Influencer marketing for beauty brands is booming right now.
Food for thought: 74% of Gen Z (and 66% of millennials) are driven to make purchases based on beauty influencer posts.
Consider how beauty spending has surged recently. Heck, the cosmetics industry alone is on track to surpass $100 billion by the end of 2022.
Platforms like TikTok and Instagram are integral to that growth. As consumers flock to social to research products, influencers are there with their recommendations.
Before-and-afters. Product showdowns. Makeup challenges. The list goes on.
If you’re looking for inspiration on how to do influencer marketing for beauty brands, we’ve got you covered! Below are 18 brilliant examples of makeup, skincare and haircare brands that work with influencers to promote their products.
Glossier stands tall as a $1.8+ billion company and a household name in the beauty space.
However, the brand’s growth didn’t happen overnight (or by accident). Glossier was on the ground floor of Instagram influencer marketing and targeted social ads to scale way back in 2014.
But according to CEO Emily Weiss, it’s the “regular women” who promote their brand so devoutly that make Glossier so special and successful.
Working with influencers has also been at the core of Glossier’s brand and social strategy. Whether it’s Olivia Rodrigo or an independent makeup artist with 2,000 followers, Glossier is happy to shout customers out to their millions of social followers.
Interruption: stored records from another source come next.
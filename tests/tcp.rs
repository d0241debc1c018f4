//! TCP layer behavior over the loopback: echo, accept, ephemeral ports,
//! connect failures, and read re-arming.

use std::sync::atomic::{AtomicUsize, Ordering};
use std::sync::{Arc, Mutex};
use std::time::{Duration, Instant};

use evio::error::IoError;
use evio::event::{Event, EventFlags, EventType};
use evio::io::net::{self, NetType};
use evio::io::{Io, IoState};

mod util;
use util::{init, run_until, Recorder};

#[test]
fn ephemeral_port_in_range() {
    init();
    let server = net::server_create(0, Some("127.0.0.1"), NetType::Ipv4).unwrap();
    let port = net::get_port(&server);
    assert!((1024..=65535).contains(&port), "port {}", port);
    server.destroy();
}

#[test]
fn loopback_echo_and_graceful_close() {
    init();
    let event = Event::create(EventFlags::NONE).unwrap();

    let server = net::server_create(0, Some("127.0.0.1"), NetType::Ipv4).unwrap();
    let port = net::get_port(&server);

    let rec = Recorder::new();
    let echoed = Arc::new(Mutex::new(Vec::new()));
    let conns: Arc<Mutex<Vec<Arc<Io>>>> = Arc::new(Mutex::new(Vec::new()));

    // Server: accept, echo whatever arrives, disconnect when the client
    // closes.
    let r = rec.clone();
    let held = Arc::clone(&conns);
    event.add(&server, move |ev, ty, io| {
        if ty != EventType::Accept {
            return;
        }
        let conn = match io.accept() {
            Ok(conn) => conn,
            Err(_) => return,
        };
        r.push("accept", ty);

        let r = r.clone();
        ev.add(&conn, move |_ev, ty, io| {
            r.push("server-conn", ty);
            match ty {
                EventType::Read => {
                    let mut buf = [0u8; 128];
                    while let Ok(n) = io.read(&mut buf) {
                        let _ = io.write(&buf[..n]);
                    }
                }
                EventType::Disconnected => {
                    io.disconnect();
                    io.destroy();
                }
                _ => {}
            }
        });
        held.lock().unwrap().push(conn);
    });

    let client = net::client_create("127.0.0.1", port, NetType::Ipv4).unwrap();
    let r = rec.clone();
    let got = Arc::clone(&echoed);
    event.add(&client, move |_ev, ty, io| {
        r.push("client", ty);
        match ty {
            EventType::Connected => {
                assert_eq!(io.write(b"PING\n"), Ok(5));
            }
            EventType::Read => {
                let mut buf = [0u8; 128];
                if let Ok(n) = io.read(&mut buf) {
                    got.lock().unwrap().extend_from_slice(&buf[..n]);
                    if got.lock().unwrap().len() >= 5 {
                        io.disconnect();
                    }
                }
            }
            _ => {}
        }
    });

    assert!(run_until(&event, 5_000, || {
        rec.count("client", EventType::Disconnected) > 0
    }));

    assert_eq!(&*echoed.lock().unwrap(), b"PING\n");
    assert_eq!(rec.count("client", EventType::Connected), 1);
    assert_eq!(rec.count("accept", EventType::Accept), 1);
    assert_eq!(rec.count("client", EventType::Disconnected), 1);
    assert_eq!(client.state(), IoState::Disconnected);
    assert_eq!(client.error_string(), "Gracefully Closed Connection");

    client.destroy();
    server.destroy();
}

#[test]
fn three_concurrent_accepts() {
    init();
    let event = Event::create(EventFlags::NONE).unwrap();

    let server = net::server_create(0, Some("127.0.0.1"), NetType::Ipv4).unwrap();
    let port = net::get_port(&server);

    let peers = Arc::new(Mutex::new(Vec::new()));
    let conns: Arc<Mutex<Vec<Arc<Io>>>> = Arc::new(Mutex::new(Vec::new()));

    let p = Arc::clone(&peers);
    let held = Arc::clone(&conns);
    event.add(&server, move |_ev, ty, io| {
        if ty != EventType::Accept {
            return;
        }
        // Drain the backlog: the kernel may fold several arrivals into
        // one notification.
        while let Ok(conn) = io.accept() {
            let peer = net::get_ipaddr(&conn).unwrap_or_default();
            let eport = net::get_ephemeral_port(&conn);
            assert!(!peer.is_empty());
            p.lock().unwrap().push((peer, eport));
            held.lock().unwrap().push(conn);
        }
    });

    let handle = std::thread::spawn(move || {
        let mut streams = Vec::new();
        for _ in 0..3 {
            streams.push(std::net::TcpStream::connect(("127.0.0.1", port)).unwrap());
        }
        std::thread::sleep(Duration::from_millis(300));
        streams
    });

    assert!(run_until(&event, 5_000, || peers.lock().unwrap().len() >= 3));
    handle.join().unwrap();

    let peers = peers.lock().unwrap();
    assert_eq!(peers.len(), 3);
    // Same loopback address, three distinct remote ports.
    let mut ports: Vec<u16> = peers.iter().map(|(_, p)| *p).collect();
    ports.sort_unstable();
    ports.dedup();
    assert_eq!(ports.len(), 3);

    server.destroy();
}

#[test]
fn connect_refused_reports_error() {
    init();
    let event = Event::create(EventFlags::NONE).unwrap();

    // Bind-then-drop guarantees a closed port.
    let closed_port = {
        let l = std::net::TcpListener::bind("127.0.0.1:0").unwrap();
        l.local_addr().unwrap().port()
    };

    let client = net::client_create("127.0.0.1", closed_port, NetType::Ipv4).unwrap();
    let errors = Arc::new(AtomicUsize::new(0));
    let e = Arc::clone(&errors);
    event.add(&client, move |_ev, ty, io| {
        if ty == EventType::Error {
            assert_eq!(io.last_error(), IoError::ConnRefused);
            e.fetch_add(1, Ordering::SeqCst);
        }
    });

    assert!(run_until(&event, 5_000, || errors.load(Ordering::SeqCst) > 0));
    assert_eq!(errors.load(Ordering::SeqCst), 1);
    assert_eq!(client.state(), IoState::Error);
    client.destroy();
}

#[test]
fn connect_timeout_fires_once_in_window() {
    init();
    let event = Event::create(EventFlags::NONE).unwrap();

    // TEST-NET-1 is never routable; depending on the environment the
    // connect either times out (expected) or fails fast with a network
    // error. Both must surface exactly one Error event.
    let client = net::client_create("192.0.2.1", 1, NetType::Ipv4).unwrap();
    net::set_connect_timeout_ms(&client, 50);

    let errors = Arc::new(Mutex::new(Vec::new()));
    let e = Arc::clone(&errors);
    let start = Instant::now();
    event.add(&client, move |_ev, ty, io| {
        if ty == EventType::Error {
            e.lock().unwrap().push((io.last_error(), start.elapsed()));
        }
    });

    assert!(run_until(&event, 5_000, || !errors.lock().unwrap().is_empty()));
    event.run(100); // no second error may trail in

    let errors = errors.lock().unwrap();
    assert_eq!(errors.len(), 1);
    let (err, at) = errors[0];
    if err == IoError::TimedOut {
        assert!(at >= Duration::from_millis(45), "timed out at {:?}", at);
        assert!(at < Duration::from_millis(1_000), "timed out at {:?}", at);
    } else {
        assert!(
            matches!(err, IoError::NetUnreachable | IoError::NotPerm | IoError::ConnRefused),
            "unexpected error {:?}",
            err
        );
    }
    client.destroy();
}

#[test]
fn short_read_rearms_without_user_help() {
    init();
    let event = Event::create(EventFlags::NONE).unwrap();

    let server = net::server_create(0, Some("127.0.0.1"), NetType::Ipv4).unwrap();
    let port = net::get_port(&server);

    let conns: Arc<Mutex<Vec<Arc<Io>>>> = Arc::new(Mutex::new(Vec::new()));
    let held = Arc::clone(&conns);
    event.add(&server, move |_ev, ty, io| {
        if ty == EventType::Accept {
            if let Ok(conn) = io.accept() {
                held.lock().unwrap().push(conn);
            }
        }
    });

    let reads = Arc::new(Mutex::new(Vec::new()));
    let client = net::client_create("127.0.0.1", port, NetType::Ipv4).unwrap();
    let r = Arc::clone(&reads);
    event.add(&client, move |_ev, ty, io| {
        if ty == EventType::Read {
            // Ask for far more than is available; the short read must
            // re-arm readiness internally.
            let mut buf = [0u8; 4096];
            if let Ok(n) = io.read(&mut buf) {
                r.lock().unwrap().push(n);
            }
        }
    });

    // Wait for the accept, then dribble two small payloads with a gap.
    assert!(run_until(&event, 5_000, || !conns.lock().unwrap().is_empty()));
    let server_conn = conns.lock().unwrap()[0].clone();

    let _ = server_conn.write(b"abc");
    assert!(run_until(&event, 5_000, || reads.lock().unwrap().len() == 1));
    assert_eq!(reads.lock().unwrap()[0], 3);

    let _ = server_conn.write(b"defgh");
    assert!(run_until(&event, 5_000, || reads.lock().unwrap().len() == 2));
    assert_eq!(reads.lock().unwrap()[1], 5);

    client.destroy();
    server_conn.destroy();
    server.destroy();
}
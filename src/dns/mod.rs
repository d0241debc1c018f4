//! Asynchronous DNS with a query cache and Happy-Eyeballs outcome
//! tracking.
//!
//! A [`Dns`] handle owns resolver *channels* (one per server-configuration
//! generation, so a config reload never drops in-flight queries), a query
//! cache with TTL aging, and the Happy-Eyeballs per-address outcome cache.
//! Queries run over non-blocking UDP sockets (TCP on truncation) pumped by
//! a small event object on the resolver's event loop; completion callbacks
//! are queued back onto the loop that asked.

use std::collections::{HashMap, VecDeque};
use std::net::{IpAddr, SocketAddr};
use std::os::unix::io::AsRawFd;
use std::sync::{Arc, Mutex, MutexGuard, Weak};
use std::thread::JoinHandle;
use std::time::{Duration, Instant};

use log::{debug, trace};
use socket2::{Domain, Protocol, SockAddr, Socket, Type};

use crate::error::IoError;
use crate::event::{
    CapsMask, Event, EventLoop, EventType, ModOp, Timer, WaitMask, TIMEOUT_INF,
};
use crate::io::net::NetType;
use crate::io::{Io, IoKind, IoState, Layer, LayerCtx};
use crate::time::now;

mod message;
pub mod punycode;
mod resolv;

use message::{QTYPE_A, QTYPE_AAAA, RCODE_NOERROR, RCODE_NXDOMAIN};

const DNS_PORT: u16 = 53;

/// How a lookup concluded.
#[derive(Debug, Clone, Copy, PartialEq, Eq)]
pub enum DnsResult {
    Success,
    /// Served from the query cache.
    SuccessCache,
    ServFail,
    NotFound,
    Timeout,
    Invalid,
}

/// Happy-Eyeballs outcome for one address, ordered best-first.
#[derive(Debug, Clone, Copy, PartialEq, Eq, PartialOrd, Ord)]
pub enum HeStatus {
    Good = 0,
    Unknown = 1,
    Slow = 2,
    Bad = 3,
}

pub type DnsCallback = Box<dyn FnOnce(DnsResult, Vec<String>) + Send>;

struct CacheEntry {
    ts: i64,
    ttl: i64,
    addrs: Vec<String>,
}

struct HeResult {
    ts: i64,
    status: HeStatus,
}

struct Channel {
    id: u64,
    load_ts: i64,
    servers: Vec<IpAddr>,
    tries: u32,
    timeout_per_try_ms: u64,
    queries_pending: usize,
    destroy_pending: bool,
}

enum Transport {
    Udp {
        sock: Socket,
    },
    Tcp {
        sock: Socket,
        wbuf: Vec<u8>,
        wpos: usize,
        rbuf: Vec<u8>,
    },
}

struct WireQuery {
    qid: u16,
    channel_id: u64,
    job_id: u64,
    qtype: u16,
    name: String,
    server_idx: usize,
    attempt: u32,
    deadline: Instant,
    transport: Transport,
}

struct Job {
    hostname: String,
    net_type: NetType,
    remaining: u8,
    v4_addrs: Vec<(String, u32)>,
    v6_addrs: Vec<(String, u32)>,
    results: Vec<DnsResult>,
    event: EventLoop,
    cb: Option<DnsCallback>,
}

struct DnsState {
    event: Option<EventLoop>,
    pump_io: Option<Arc<Io>>,
    timer: Option<Timer>,
    thread: Option<JoinHandle<()>>,

    channels: Vec<Channel>,
    next_channel_id: u64,
    next_job_id: u64,
    next_qid: u16,
    jobs: HashMap<u64, Job>,
    wire: Vec<WireQuery>,

    cache: HashMap<String, CacheEntry>,
    cache_order: VecDeque<String>,
    happyeb: HashMap<String, HeResult>,
    happyeb_order: VecDeque<String>,

    query_timeout_ms: u64,
    server_cache_timeout_s: u64,
    query_cache_max_s: u64,
    happyeyeballs_cache_max_s: u64,
}

pub(crate) struct DnsInner {
    state: Mutex<DnsState>,
}

/// Shared resolver handle.
#[derive(Clone)]
pub struct Dns {
    inner: Arc<DnsInner>,
}

impl std::fmt::Debug for Dns {
    fn fmt(&self, f: &mut std::fmt::Formatter<'_>) -> std::fmt::Result {
        f.debug_struct("Dns").finish_non_exhaustive()
    }
}

/// Cancels its lookup when asked; completion after cancel is discarded.
pub struct DnsQuery {
    inner: Weak<DnsInner>,
    job_id: u64,
}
Between Glossier’s brand reps (ambassadors) and their robust referral program, the company isn’t shy about encouraging customers to share and promote their latest purchases.
As the self-proclaimed “makeup for creators,” it’s no surprise that Morphe is one of the biggest beauty brands that work with micro-influencers.
With over 3 million photos on the #MorphBabe Instagram hashtag alone, the company has a never-ending feed of user-generated content to promote and repurpose.
Morphe’s eye-popping creator content often feels like a mix between a product showcase and an art project. How-tos, hacks and quick-cut tutorials featuring creators are cornerstones of the brand’s social strategy.
With over a billion interactions across their social channels, Morphe’s feed represents valuable real estate for micro-influencers looking to earn exposure. The platform’s 10+ million Instagram followers prove that a content strategy based primarily on your customers can pay off.
If you want to get people talking about your brand, don’t neglect the power of “free.”
Fun fact: NYX managed to grow their social engagement by 97% through extensive product gifting and freebies. This campaign took place between 2016 and 2017 — fast forward to the present day and NYX represents one of the biggest makeup brands on social media.
And despite being a 20+ year-old brand, the company’s social presence feels anything but old-school.
In fact, the company recently saw massive creator engagement on TikTok from their #ButterGlossPop campaign. The giveaway contest resulted in a shocking 10 billion TikTok views and 2 million user-generated videos according to Glossy.
NYX is yet another brand that doesn’t require a specific follower count to get featured on their feed, either. 800,000? 3,000? No problem!
ColourPop has historically relied on social media to advertise its affordable products.
Needless to say, doing so has paid off! Beyond Instagram, frequent collaborations with YouTube influencers have introduced the brand to new waves of followers and fans.
By incorporating ColourPop’s cosmetics into their makeup tutorials, these influencers helped the brand on two fronts:
- Encourage followers to purchase the brand’s products
- Generate interest among fellow makeup artists to pursue their own collaborations with the brand
You’ll notice that customers of all shapes and sizes grace ColourPop’s social media. Like most beauty brands that work with micro-influencers, ColourPop relies heavily on repurposing user-generated content across their social platforms.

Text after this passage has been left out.